Dr Tamara Blakemore1
1University Of Newcastle, Newcastle, Australia
Interpersonal violence (including family and domestic violence) is a complex, serious and growing issue in regional and rural Australia requiring coordinated and contextualised responses. The ‘Name; Narrate; Navigate’ pilot program was developed to address the current unmet need for coordinated early intervention services and supports specifically targeted at young people who perpetrate violence in their relationships with partners, parents and carers. Drawing on the results of pilot research in the Hunter Region of NSW as well as the collaborative input of a community of invested practitioners this program uses photovoice methods to engage with young people around key drivers of violence: emotional literacy; communication skills; empathy; power and control; blame, shame and choice. Photovoice methods have been demonstrated as useful in working with those involved in the criminal justice system (e.g., Fitzgibbon & Healy, 2017; Fitzgibbon & Stengel, 2017), particularly for their capacity to reveal novel and expressive insights into the lives of those often thought ‘hard-to-reach’. This presentation highlights the collaborative, trauma informed and culturally sensitive approach taken in the development of the ‘Name; Narrate; Navigate’ pilot program and presents developing insights from initial phases of implementation and delivery of the program in the Hunter.

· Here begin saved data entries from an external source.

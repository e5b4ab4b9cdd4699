use anyhow::{Context, Result};
use serde::Deserialize;
use std::path::Path;

use super::input::{InputEvent, SPACE_BAR};
use super::remote::RemoteMessage;
use crate::render::canvas::{frame_len, MAX_DIMENSION};

#[derive(Clone, Debug, PartialEq)]
pub enum ScriptAction {
    Input(InputEvent),
    Remote(RemoteMessage),
    /// Out-of-band canvas resize, like a window resize on the page.
    Resize { width: u32, height: u32 },
}

#[derive(Clone, Debug, PartialEq)]
pub struct ScriptedEvent {
    /// Host clock time in seconds at which the event is delivered.
    pub at: f64,
    pub action: ScriptAction,
}

#[derive(Deserialize)]
#[serde(deny_unknown_fields)]
struct ScriptLine {
    at: f64,
    #[serde(default)]
    key: Option<u32>,
    #[serde(default)]
    click: bool,
    #[serde(default)]
    remote: Option<RemoteMessage>,
    #[serde(default)]
    resize: Option<[u32; 2]>,
}

fn check_time(at: f64) -> Result<()> {
    if !at.is_finite() || at < 0.0 {
        anyhow::bail!("event time must be a non-negative number, got {}", at);
    }
    Ok(())
}

impl ScriptLine {
    fn into_event(self) -> Result<ScriptedEvent> {
        check_time(self.at)?;
        let mut actions = Vec::new();
        if let Some(code) = self.key {
            actions.push(ScriptAction::Input(InputEvent::Key(code)));
        }
        if self.click {
            actions.push(ScriptAction::Input(InputEvent::ButtonClick));
        }
        if let Some(msg) = self.remote {
            actions.push(ScriptAction::Remote(msg));
        }
        if let Some([width, height]) = self.resize {
            if frame_len(width, height).is_none() {
                anyhow::bail!(
                    "resize must be between 1x1 and {}x{}, got {}x{}",
                    MAX_DIMENSION,
                    MAX_DIMENSION,
                    width,
                    height
                );
            }
            actions.push(ScriptAction::Resize { width, height });
        }
        if actions.len() != 1 {
            anyhow::bail!("expected exactly one of key, click, remote or resize");
        }
        Ok(ScriptedEvent {
            at: self.at,
            action: actions.remove(0),
        })
    }
}

/// Timed inputs and remote messages replayed against the host clock.
#[derive(Debug, Default)]
pub struct Script {
    events: Vec<ScriptedEvent>,
}

impl Script {
    pub fn new() -> Self {
        Self::default()
    }

    /// One JSON object per line. Blank lines and `#` comments are skipped.
    pub fn parse(text: &str) -> Result<Self> {
        let mut script = Self::new();
        for (idx, line) in text.lines().enumerate() {
            let line = line.trim();
            if line.is_empty() || line.starts_with('#') {
                continue;
            }
            let raw: ScriptLine = serde_json::from_str(line)
                .with_context(|| format!("Invalid script line {}", idx + 1))?;
            let event = raw
                .into_event()
                .with_context(|| format!("Invalid script line {}", idx + 1))?;
            script.push(event);
        }
        Ok(script)
    }

    pub fn load(path: &Path) -> Result<Self> {
        let text = std::fs::read_to_string(path)
            .with_context(|| format!("Failed to read script: {}", path.display()))?;
        Self::parse(&text)
    }

    pub fn push(&mut self, event: ScriptedEvent) {
        // Stable insert keeps same-time events in file order.
        let idx = self.events.partition_point(|e| e.at <= event.at);
        self.events.insert(idx, event);
    }

    /// Space bar presses at each of the given times. Nothing is added if
    /// any time is negative or not a number.
    pub fn add_toggles(&mut self, times: &[f64]) -> Result<()> {
        for &at in times {
            check_time(at).context("Invalid toggle time")?;
        }
        for &at in times {
            self.push(ScriptedEvent {
                at,
                action: ScriptAction::Input(InputEvent::Key(SPACE_BAR)),
            });
        }
        Ok(())
    }

    pub fn resizes_canvas(&self) -> bool {
        self.events
            .iter()
            .any(|e| matches!(e.action, ScriptAction::Resize { .. }))
    }

    pub fn is_empty(&self) -> bool {
        self.events.is_empty()
    }

    pub fn len(&self) -> usize {
        self.events.len()
    }

    /// Remove and return every event due at or before `now`.
    pub fn take_due(&mut self, now: f64) -> Vec<ScriptAction> {
        let split = self.events.partition_point(|e| e.at <= now);
        self.events.drain(..split).map(|e| e.action).collect()
    }
}
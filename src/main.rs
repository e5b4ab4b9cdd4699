mod audio;
mod cli;
mod config;
mod control;
mod encode;
mod error;
mod host;
mod playback;
mod render;

use anyhow::Result;
use clap::Parser;
use std::cell::RefCell;
use std::rc::Rc;

use audio::analyser::FftAnalyser;
use audio::graph::AudioGraph;
use audio::media::MediaSource;
use cli::Cli;
use config::Config;
use control::remote::MessageBus;
use control::script::Script;
use encode::ffmpeg::{EncoderSettings, FfmpegEncoder};
use host::clock::HostClock;
use host::indicator::SpinnerIndicator;
use host::Session;
use playback::controller::{ControllerSettings, PlaybackController};
use playback::scheduler::AnimationClock;
use render::canvas::PixelCanvas;
use render::frame::FrameRenderer;
use render::CanvasVisualizer;

fn main() -> Result<()> {
    env_logger::Builder::from_env(env_logger::Env::default().default_filter_or("info"))
        .format_timestamp_millis()
        .init();

    let cli = Cli::parse();

    let mut cfg = match config::find_config(cli.config.as_deref()) {
        Some(path) => match config::load_config(&path) {
            Ok(cfg) => {
                log::info!("Loaded config from {}", path.display());
                cfg
            }
            // An explicitly requested config must load; a discovered one may be skipped.
            Err(err) if cli.config.is_some() => return Err(err),
            Err(err) => {
                log::warn!("Ignoring config {}: {:#}", path.display(), err);
                Config::default()
            }
        },
        None => Config::default(),
    };

    // CLI flags override the config file
    if let Some(width) = cli.width { cfg.canvas.width = width; }
    if let Some(height) = cli.height { cfg.canvas.height = height; }
    if let Some(fps) = cli.fps { cfg.playback.fps = fps; }
    if let Some(fft_size) = cli.fft_size { cfg.analyser.fft_size = fft_size; }
    if let Some(smoothing) = cli.smoothing { cfg.analyser.smoothing = smoothing; }
    if cli.waveform { cfg.canvas.waveform_overlay = true; }
    cfg.validate()?;

    let mut script = match cli.script {
        Some(ref path) => Script::load(path)?,
        None => Script::new(),
    };
    script.add_toggles(&cli.toggle_at)?;
    if cli.output.is_some() && script.resizes_canvas() {
        anyhow::bail!("Scripted canvas resizes cannot be combined with --output");
    }

    let input = cli.input.as_deref().map(MediaSource::parse);
    let default_track = if cfg.playback.default_track.is_empty() {
        None
    } else {
        Some(MediaSource::parse(&cfg.playback.default_track))
    };

    log::info!("castviz - live spectrum visualizer");
    match &input {
        Some(source) => log::info!("Input: {}", source),
        None => log::info!("No input, play will load the default track"),
    }
    log::info!(
        "Canvas: {}x{} @ {}fps, fft size {}, smoothing {:.2}",
        cfg.canvas.width,
        cfg.canvas.height,
        cfg.playback.fps,
        cfg.analyser.fft_size,
        cfg.analyser.smoothing
    );
    if !script.is_empty() {
        log::info!("Scripted events: {}", script.len());
    }

    // Composition root: everything the controller talks to is built here.
    let clock = HostClock::new();
    let canvas = Rc::new(RefCell::new(PixelCanvas::new(cfg.canvas.width, cfg.canvas.height)?));
    let analyser = FftAnalyser::new(
        cfg.analyser.fft_size,
        cfg.analyser.smoothing,
        cfg.analyser.min_decibels,
        cfg.analyser.max_decibels,
    );
    let audio = AudioGraph::new(clock.clone(), analyser);
    let visualizer = CanvasVisualizer::new(
        FrameRenderer::new(cfg.canvas.waveform_overlay),
        canvas.clone(),
    );
    let settings = ControllerSettings {
        fft_size: cfg.analyser.fft_size,
        smoothing: cfg.analyser.smoothing,
        default_track: default_track.clone(),
    };
    let controller = PlaybackController::new(
        settings,
        audio,
        AnimationClock::new(),
        Box::new(SpinnerIndicator::new("Loading audio...")),
        Box::new(visualizer),
    );

    let soundtrack = if script.is_empty() {
        input.clone().or(default_track)
    } else {
        None
    };

    let bus = MessageBus::new(cfg.remote.namespace.clone());
    log::info!("Listening for remote messages on {}", bus.namespace());
    let mut session = Session::new(clock, controller, canvas, bus, script, cfg.playback.fps)
        .with_max_seconds(cli.max_seconds);

    if let Some(ref output) = cli.output {
        let audio_path = soundtrack.as_ref().and_then(|s| s.local_path());
        if audio_path.is_none() {
            log::warn!("Writing video without a soundtrack");
        }
        let encoder = FfmpegEncoder::new(
            output,
            audio_path,
            &EncoderSettings {
                width: cfg.canvas.width,
                height: cfg.canvas.height,
                fps: cfg.playback.fps,
                codec: &cfg.output.codec,
                pix_fmt: &cfg.output.pix_fmt,
                crf: cfg.output.crf,
            },
        )?;
        session = session.with_encoder(encoder);
    }

    let summary = session.run(input)?;

    log::info!(
        "Done: {} at {:.2}s, {} frames drawn over {} refreshes",
        summary.state,
        summary.position,
        summary.frames_drawn,
        summary.refreshes
    );
    if let Some(output) = cli.output {
        log::info!("Output: {}", output.display());
    }
    Ok(())
}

Dr Tamara Blakemore is a social work practitioner, researcher and educator. Her framework for practice is focused contexts and connections and how experience of these prompt, facilitate and constrain wellbeing. Tamara is a conjoint researcher with the Australian Centre for Child Protection (UniSA) with whom she has worked to produce research for the Royal Commission into Institutional Responses to Child Sexual Abuse. A senior Social Work lecturer in the School of Humanities and Social Sciences at UON, Tamara remains actively involved in clinical practice and is an advocate for holistic, connection based responses to social issues experienced by children, young people, their families and communities.